Alentar la primavera
“El que
no cambia todo no cambia nada” y de lo que se trata es de construir finalmente
una sociedad liberada, portadora de una cultura para esa liberación. Esa
cultura no sólo tendrá que ver con abrir las puertas del teatro, los museos o el
cine a las grandes mayorías, también tendrá que ser capaz de permitir a esas
grandes mayorías populares y relegadas,
la posibilidad de hacer su aporte creador, con sus íconos, sus imágenes y
concepciones universales, a una nueva cultura construida colectiva y
democráticamente. “Que se abran cien flores” decía el presidente de la
República Popular china, Mao Tse-Tung, durante los años de la única revolución
cultural que vio nuestro planeta. Que se multipliquen por miles las ideas y
corrientes de pensamiento, que compitan y se contradigan entre sí. Que critiquen
los padres a los hijos y los hijos a los padres, los viejos a los jóvenes y
viceversa, el pueblo a los políticos y los obreros a los patrones. Que debatan
sus vínculos los varones y las mujeres.
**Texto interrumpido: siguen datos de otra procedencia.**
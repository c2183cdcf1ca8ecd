use thiserror::Error;

/// Errors that can occur while building, signing or submitting a document.
#[derive(Debug, Error)]
#[non_exhaustive]
pub enum CpeError {
    /// One or more validation rules failed.
    #[error("validation failed: {0}")]
    Validation(String),

    /// Credential loading, canonicalization or signing failed.
    #[error("signing error: {0}")]
    Signing(String),

    /// The HTTP exchange with SUNAT did not complete.
    #[error("transport error ({kind}): {message}")]
    Transport {
        kind: TransportKind,
        message: String,
    },

    /// SUNAT answered with a SOAP fault.
    #[error("SOAP fault {code}: {message}")]
    ProtocolFault { code: String, message: String },

    /// SUNAT processed the document and rejected it in the CDR.
    #[error("rejected by SUNAT ({code}): {message}")]
    Rejection { code: String, message: String },

    /// The requested operation is not available yet.
    #[error("not implemented: {0}")]
    NotImplemented(&'static str),

    /// XML generation or parsing error.
    #[error("XML error: {0}")]
    Xml(String),

    /// ZIP archive error.
    #[error("package error: {0}")]
    Package(String),

    /// Invalid configuration.
    #[error("configuration error: {0}")]
    Config(String),
}

impl CpeError {
    pub fn transport(kind: TransportKind, message: impl Into<String>) -> Self {
        Self::Transport {
            kind,
            message: message.into(),
        }
    }

    /// True for failures where the request may never have reached SUNAT.
    pub fn is_connectivity(&self) -> bool {
        matches!(
            self,
            Self::Transport {
                kind: TransportKind::Timeout | TransportKind::Connect,
                ..
            }
        )
    }

    pub fn is_timeout(&self) -> bool {
        matches!(
            self,
            Self::Transport {
                kind: TransportKind::Timeout,
                ..
            }
        )
    }

    /// Join a list of validation errors into a single `Validation` error.
    pub fn from_validation(errors: &[ValidationError]) -> Self {
        let msg = errors
            .iter()
            .map(|e| e.to_string())
            .collect::<Vec<_>>()
            .join("; ");
        Self::Validation(msg)
    }
}

/// Classification of a transport failure.
#[derive(Debug, Clone, Copy, PartialEq, Eq)]
pub enum TransportKind {
    Timeout,
    Connect,
    /// Non-2xx response without a SOAP fault in the body.
    HttpStatus(u16),
    Other,
}

impl std::fmt::Display for TransportKind {
    fn fmt(&self, f: &mut std::fmt::Formatter<'_>) -> std::fmt::Result {
        match self {
            Self::Timeout => f.write_str("timeout"),
            Self::Connect => f.write_str("connect"),
            Self::HttpStatus(code) => write!(f, "HTTP {code}"),
            Self::Other => f.write_str("other"),
        }
    }
}

/// A single validation error with field path and message.
#[derive(Debug, Clone, PartialEq, Eq)]
pub struct ValidationError {
    /// Dot-separated path to the invalid field (e.g. "lines[0].quantity").
    pub field: String,
    /// Human-readable error description.
    pub message: String,
    /// SUNAT error code if applicable (e.g. "2335").
    pub rule: Option<String>,
}

impl std::fmt::Display for ValidationError {
    fn fmt(&self, f: &mut std::fmt::Formatter<'_>) -> std::fmt::Result {
        if let Some(rule) = &self.rule {
            write!(f, "[{}] {}: {}", rule, self.field, self.message)
        } else {
            write!(f, "{}: {}", self.field, self.message)
        }
    }
}

impl ValidationError {
    /// Create a validation error without a rule ID.
    pub fn new(field: impl Into<String>, message: impl Into<String>) -> Self {
        Self {
            field: field.into(),
            message: message.into(),
            rule: None,
        }
    }

    /// Create a validation error carrying a SUNAT error code.
    pub fn with_rule(
        field: impl Into<String>,
        message: impl Into<String>,
        rule: impl Into<String>,
    ) -> Self {
        Self {
            field: field.into(),
            message: message.into(),
            rule: Some(rule.into()),
        }
    }
}
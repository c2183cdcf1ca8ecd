//! SUNAT `billService` transport: SOAP 1.1 with a WS-Security
//! `UsernameToken` header, over HTTPS.
//!
//! | Operation     | Used for                          | Reply                        |
//! |---------------|-----------------------------------|------------------------------|
//! | `sendBill`    | facturas, notes (synchronous)     | zipped CDR                   |
//! | `sendSummary` | boletas and summaries (ticketed)  | ticket                       |
//! | `getStatus`   | polling a ticket                  | status code, zipped CDR      |
//!
//! [`BillService`] is the seam the submission orchestrator depends on;
//! [`SoapClient`] is the HTTP implementation.

mod cdr;
mod client;
mod envelope;
mod response;

use std::future::Future;

pub use cdr::{parse_cdr_xml, read_cdr};
pub use client::{Credentials, SoapClient};
pub use envelope::{Operation, SERVICE_NS, SOAP_ENV_NS, WSSE_NS, build_envelope};
pub use response::{
    BareEnvelope, EnvelopeDecoder, NamespacedEnvelope, XmlElement, decode_envelope,
    parse_get_status, parse_send_bill, parse_send_summary,
};

use crate::core::CpeError;

/// Reply to `sendBill`.
#[derive(Debug, Clone, PartialEq, Eq)]
pub struct SendBillResponse {
    /// Zipped ApplicationResponse (CDR), already base64-decoded.
    pub application_response: Vec<u8>,
}

/// Reply to `getStatus`.
#[derive(Debug, Clone, PartialEq, Eq)]
pub struct StatusResponse {
    /// `0` processed, `98` in process, `99` processed with errors.
    pub status_code: String,
    /// Zipped CDR when processing finished.
    pub content: Option<Vec<u8>>,
    pub error: Option<String>,
}

/// The three `billService` operations.
pub trait BillService {
    fn send_bill(
        &self,
        file_name: &str,
        zip: &[u8],
    ) -> impl Future<Output = Result<SendBillResponse, CpeError>> + Send;

    /// Returns the ticket to poll with [`BillService::get_status`].
    fn send_summary(
        &self,
        file_name: &str,
        zip: &[u8],
    ) -> impl Future<Output = Result<String, CpeError>> + Send;

    fn get_status(
        &self,
        ticket: &str,
    ) -> impl Future<Output = Result<StatusResponse, CpeError>> + Send;
}
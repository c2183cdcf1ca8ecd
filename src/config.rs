//! Configuration and environment selection.
//!
//! Reading a configuration file is left to the caller; these types only
//! deserialize with serde and supply defaults.

use std::path::PathBuf;
use std::str::FromStr;
use std::time::Duration;

use serde::Deserialize;

use crate::core::{Company, CpeError};
use crate::signature::{DigestAlgorithm, Signer, SigningCredential};
use crate::soap::{Credentials, SoapClient};

/// Overrides the endpoint of every environment, e.g. to point at a mock.
pub const ENDPOINT_ENV_VAR: &str = "FACTURA_PE_ENDPOINT";

/// SUNAT environment the documents are sent to.
///
/// # Examples
/// ```rust
/// use std::str::FromStr;
/// use factura_pe::config::Environment;
///
/// let env = Environment::from_str("beta")?;
/// assert_eq!(env, Environment::Beta);
/// # Ok::<(), factura_pe::CpeError>(())
/// ```
#[derive(Debug, Clone, PartialEq, Eq, Default, Deserialize)]
#[serde(rename_all = "lowercase")]
pub enum Environment {
    /// SUNAT's homologation service; accepts the public `MODDATOS` user.
    #[default]
    Beta,
    Production,
    /// An OSE (Operador de Servicios Electrónicos) with its own URL.
    Ose { url: String },
}

impl FromStr for Environment {
    type Err = CpeError;

    /// `beta`, `production`, or `ose:<url>`.
    fn from_str(s: &str) -> Result<Self, CpeError> {
        if let Some(url) = s.strip_prefix("ose:") {
            if url.is_empty() {
                return Err(CpeError::Config("OSE environment needs a URL".into()));
            }
            return Ok(Self::Ose {
                url: url.to_string(),
            });
        }
        match s.to_ascii_lowercase().as_str() {
            "beta" => Ok(Self::Beta),
            "production" | "prod" => Ok(Self::Production),
            _ => Err(CpeError::Config(format!("invalid environment: {s}"))),
        }
    }
}

impl Environment {
    pub fn endpoint_url(&self) -> &str {
        match self {
            Self::Beta => "https://e-beta.sunat.gob.pe/ol-ti-itcpfegem-beta/billService",
            Self::Production => "https://e-factura.sunat.gob.pe/ol-ti-itcpfegem/billService",
            Self::Ose { url } => url,
        }
    }
}

fn default_timeout_secs() -> u64 {
    30
}

/// Where the signing key and certificate live: either a PEM/DER pair or
/// a PKCS#12 archive.
#[derive(Clone, Default, Deserialize)]
pub struct SigningConfig {
    pub certificate_path: Option<PathBuf>,
    pub private_key_path: Option<PathBuf>,
    pub pkcs12_path: Option<PathBuf>,
    pub pkcs12_password: Option<String>,
    #[serde(default)]
    pub digest: DigestAlgorithm,
    /// Produce unsigned documents when no key is configured. Never
    /// enable against production.
    #[serde(default)]
    pub allow_unsigned: bool,
}

impl std::fmt::Debug for SigningConfig {
    fn fmt(&self, f: &mut std::fmt::Formatter<'_>) -> std::fmt::Result {
        f.debug_struct("SigningConfig")
            .field("certificate_path", &self.certificate_path)
            .field("private_key_path", &self.private_key_path)
            .field("pkcs12_path", &self.pkcs12_path)
            .field("pkcs12_password", &self.pkcs12_password.as_ref().map(|_| "<redacted>"))
            .field("digest", &self.digest)
            .field("allow_unsigned", &self.allow_unsigned)
            .finish()
    }
}

impl SigningConfig {
    /// Load the credential, or fall back to the unsigned or unconfigured
    /// signer when the paths are absent.
    pub fn signer(&self) -> Result<Signer, CpeError> {
        if let Some(archive) = &self.pkcs12_path {
            if self.private_key_path.is_some() || self.certificate_path.is_some() {
                return Err(CpeError::Config(
                    "pkcs12_path cannot be combined with certificate_path or private_key_path"
                        .into(),
                ));
            }
            let password = self.pkcs12_password.as_deref().unwrap_or_default();
            let credential = SigningCredential::from_pkcs12_file(archive, password)?;
            return Ok(Signer::new(credential).with_digest(self.digest));
        }

        let signer = match (&self.private_key_path, &self.certificate_path) {
            (Some(key), Some(cert)) => Signer::new(SigningCredential::from_files(key, cert)?),
            (None, None) if self.allow_unsigned => Signer::unsigned_test_mode(),
            (None, None) => Signer::unconfigured(),
            _ => {
                return Err(CpeError::Config(
                    "certificate_path and private_key_path must be set together".into(),
                ));
            }
        };
        Ok(signer.with_digest(self.digest))
    }
}

/// Everything needed to build an orchestrator.
#[derive(Debug, Clone, Deserialize)]
pub struct Config {
    #[serde(default)]
    pub environment: Environment,
    pub credentials: Credentials,
    #[serde(default = "default_timeout_secs")]
    pub timeout_secs: u64,
    pub issuer: Company,
    #[serde(default)]
    pub signing: SigningConfig,
}

impl Config {
    pub fn new(environment: Environment, credentials: Credentials, issuer: Company) -> Self {
        Self {
            environment,
            credentials,
            timeout_secs: default_timeout_secs(),
            issuer,
            signing: SigningConfig::default(),
        }
    }

    /// The environment's URL unless `FACTURA_PE_ENDPOINT` is set.
    pub fn endpoint_url(&self) -> String {
        std::env::var(ENDPOINT_ENV_VAR)
            .ok()
            .filter(|v| !v.trim().is_empty())
            .unwrap_or_else(|| self.environment.endpoint_url().to_string())
    }

    pub fn timeout(&self) -> Duration {
        Duration::from_secs(self.timeout_secs)
    }

    pub fn soap_client(&self) -> Result<SoapClient, CpeError> {
        SoapClient::new(self.endpoint_url(), self.credentials.clone(), self.timeout())
    }
}

#[cfg(test)]
mod tests {
    use super::*;

    #[test]
    fn parses_environments() {
        assert_eq!("BETA".parse::<Environment>().unwrap(), Environment::Beta);
        assert_eq!(
            "production".parse::<Environment>().unwrap(),
            Environment::Production
        );
        assert_eq!(
            "ose:https://ose.example.pe/ol-ti-itcpe/billService"
                .parse::<Environment>()
                .unwrap()
                .endpoint_url(),
            "https://ose.example.pe/ol-ti-itcpe/billService"
        );
        assert!("ose:".parse::<Environment>().is_err());
        assert!(matches!(
            "staging".parse::<Environment>(),
            Err(CpeError::Config(_))
        ));
    }

    #[test]
    fn deserializes_with_defaults() {
        let json = r#"{
            "credentials": {"username": "20123456789MODDATOS", "password": "moddatos"},
            "issuer": {"document_type": "6", "document_number": "20123456789", "name": "ACME S.A.C."}
        }"#;
        let config: Config = serde_json::from_str(json).unwrap();
        assert_eq!(config.environment, Environment::Beta);
        assert_eq!(config.timeout(), Duration::from_secs(30));
        assert_eq!(config.signing.digest, DigestAlgorithm::Sha1);
        assert!(!config.signing.allow_unsigned);
        assert!(!format!("{config:?}").contains("moddatos\""));
    }

    #[test]
    fn ose_from_json() {
        let env: Environment =
            serde_json::from_str(r#"{"ose": {"url": "https://ose.example.pe/billService"}}"#)
                .unwrap();
        assert_eq!(env.endpoint_url(), "https://ose.example.pe/billService");
    }

    #[test]
    fn signer_selection() {
        let unsigned = SigningConfig {
            allow_unsigned: true,
            ..Default::default()
        };
        assert_eq!(
            unsigned.signer().unwrap().mode(),
            Some(crate::core::SignatureMode::Unsigned)
        );
        assert_eq!(SigningConfig::default().signer().unwrap().mode(), None);

        let half = SigningConfig {
            certificate_path: Some("cert.pem".into()),
            ..Default::default()
        };
        assert!(matches!(half.signer(), Err(CpeError::Config(_))));

        let both = SigningConfig {
            pkcs12_path: Some("cert.pfx".into()),
            private_key_path: Some("key.pem".into()),
            ..Default::default()
        };
        assert!(matches!(both.signer(), Err(CpeError::Config(_))));
    }

    #[test]
    fn pkcs12_signer() {
        let fixtures = std::path::Path::new(env!("CARGO_MANIFEST_DIR")).join("tests/fixtures");
        let config = SigningConfig {
            pkcs12_path: Some(fixtures.join("signing_credential.p12")),
            pkcs12_password: Some("moddatos".into()),
            ..Default::default()
        };
        assert_eq!(
            config.signer().unwrap().mode(),
            Some(crate::core::SignatureMode::Signed)
        );
        assert!(!format!("{config:?}").contains("moddatos"));

        let wrong = SigningConfig {
            pkcs12_password: Some("otra".into()),
            ..config
        };
        assert!(matches!(wrong.signer(), Err(CpeError::Signing(_))));
    }
}
//! SUNAT code catalogs.
//!
//! Lookups for the subset of the published SUNAT catalogs this crate
//! validates against: catalog 06 (identity documents) and catalog 07
//! (IGV affectation), plus the currency names used in the amount legend.

/// Check whether `code` is a catalog 06 identity document type.
pub fn is_known_identity_document_type(code: &str) -> bool {
    IDENTITY_DOCUMENT_TYPES.binary_search(&code).is_ok()
}

/// Check whether `code` is a catalog 07 IGV affectation code.
pub fn is_known_igv_affectation_code(code: &str) -> bool {
    IGV_AFFECTATION_CODES.binary_search(&code).is_ok()
}

/// Catalog 06 code for a RUC.
pub const RUC: &str = "6";

/// Singular and plural currency names for the amount legend.
///
/// Unknown codes fall back to the code itself in both forms.
pub fn currency_name(code: &str) -> (&str, &str) {
    match code {
        "PEN" => ("SOL", "SOLES"),
        "USD" => ("DÓLAR AMERICANO", "DÓLARES AMERICANOS"),
        "EUR" => ("EURO", "EUROS"),
        other => (other, other),
    }
}

/// Sorted for binary search.
static IDENTITY_DOCUMENT_TYPES: &[&str] = &[
    "0", // Doc. trib. no dom. sin RUC
    "1", // DNI
    "4", // Carnet de extranjería
    "6", // RUC
    "7", // Pasaporte
    "A", // Cédula diplomática de identidad
    "B", // Doc. identidad país residencia no domiciliado
    "C", // TIN
    "D", // IN
    "E", // TAM
    "F", // Permiso temporal de permanencia
    "G", // Salvoconducto
];

/// Sorted for binary search.
static IGV_AFFECTATION_CODES: &[&str] = &[
    "10", // Gravado - operación onerosa
    "11", // Gravado - retiro por premio
    "12", // Gravado - retiro por donación
    "13", // Gravado - retiro
    "14", // Gravado - retiro por publicidad
    "15", // Gravado - bonificaciones
    "16", // Gravado - retiro por entrega a trabajadores
    "17", // Gravado - IVAP
    "20", // Exonerado - operación onerosa
    "21", // Exonerado - transferencia gratuita
    "30", // Inafecto - operación onerosa
    "31", // Inafecto - retiro por bonificación
    "32", // Inafecto - retiro
    "33", // Inafecto - retiro por muestras médicas
    "34", // Inafecto - retiro por convenio colectivo
    "35", // Inafecto - retiro por premio
    "36", // Inafecto - retiro por publicidad
    "37", // Inafecto - transferencia gratuita
    "40", // Exportación
];
//! # factura-pe
//!
//! Peruvian electronic invoicing (SUNAT CPE): facturas, boletas, notas de
//! crédito and notas de débito, from the in-memory model to SUNAT's
//! `billService` and back.
//!
//! All monetary values use [`rust_decimal::Decimal`], never floating point.
//!
//! ## Quick Start
//!
//! ```rust
//! use chrono::NaiveDate;
//! use factura_pe::core::*;
//! use rust_decimal_macros::dec;
//!
//! let issue = NaiveDate::from_ymd_opt(2024, 6, 15).unwrap();
//! let doc = DocumentBuilder::new(DocumentType::Factura, "F001", "123", issue)
//!     .issuer(CompanyBuilder::new("6", "20123456789", "ACME S.A.C.").build())
//!     .customer(CompanyBuilder::new("6", "20987654321", "Cliente S.A.").build())
//!     .add_line(LineBuilder::new(dec!(10), "NIU", "Servicio", dec!(150))
//!         .tax(TaxType::Igv, "10", dec!(18)).build())
//!     .payment_terms("Contado", issue, dec!(1770))
//!     .build()
//!     .unwrap();
//!
//! assert_eq!(doc.total_amount, dec!(1770));
//! assert_eq!(
//!     amount_in_words(doc.total_amount, &doc.currency_code),
//!     "MIL SETECIENTOS SETENTA CON 00/100 SOLES"
//! );
//! ```
//!
//! ## Feature Flags
//!
//! | Feature | Description |
//! |---------|-------------|
//! | `core` | Document model, totals, validation, amount in words, file names |
//! | `ubl` | UBL 2.1 Invoice / CreditNote / DebitNote generation |
//! | `signature` | Canonical XML and enveloped RSA XML signature |
//! | `package` | Single-entry ZIP archives |
//! | `soap` | `billService` SOAP client and reply decoding |
//! | `submit` | Submission orchestrator and configuration |
//! | `all` (default) | Everything |

#[cfg(feature = "core")]
pub mod core;

#[cfg(feature = "ubl")]
pub mod ubl;

#[cfg(feature = "signature")]
pub mod signature;

#[cfg(feature = "package")]
pub mod package;

#[cfg(feature = "soap")]
pub mod soap;

#[cfg(feature = "submit")]
pub mod config;

#[cfg(feature = "submit")]
pub mod submit;

// Re-export core types at crate root for convenience
#[cfg(feature = "core")]
pub use crate::core::*;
Que explote una primavera de vertientes
del pensar, que interpreten el mundo siempre a favor de los excluidos y
explotados, de los pobres, del subsuelo social: los incultos por decreto según
el culturómetro de la burguesía.
[1]Se refería con esta metáfora
al estaño del que estaban hechos los mostradores de los bares, intentando dar
con ello lugar a la posibilidad de poder producir conocimientos a partir de la
reflexión de lo cotidiano, lo no académico, reivindicando el saber y el
conocimiento popular, del sentido común más allá de la instrucción
institucionalizada que pueda portar un sujeto.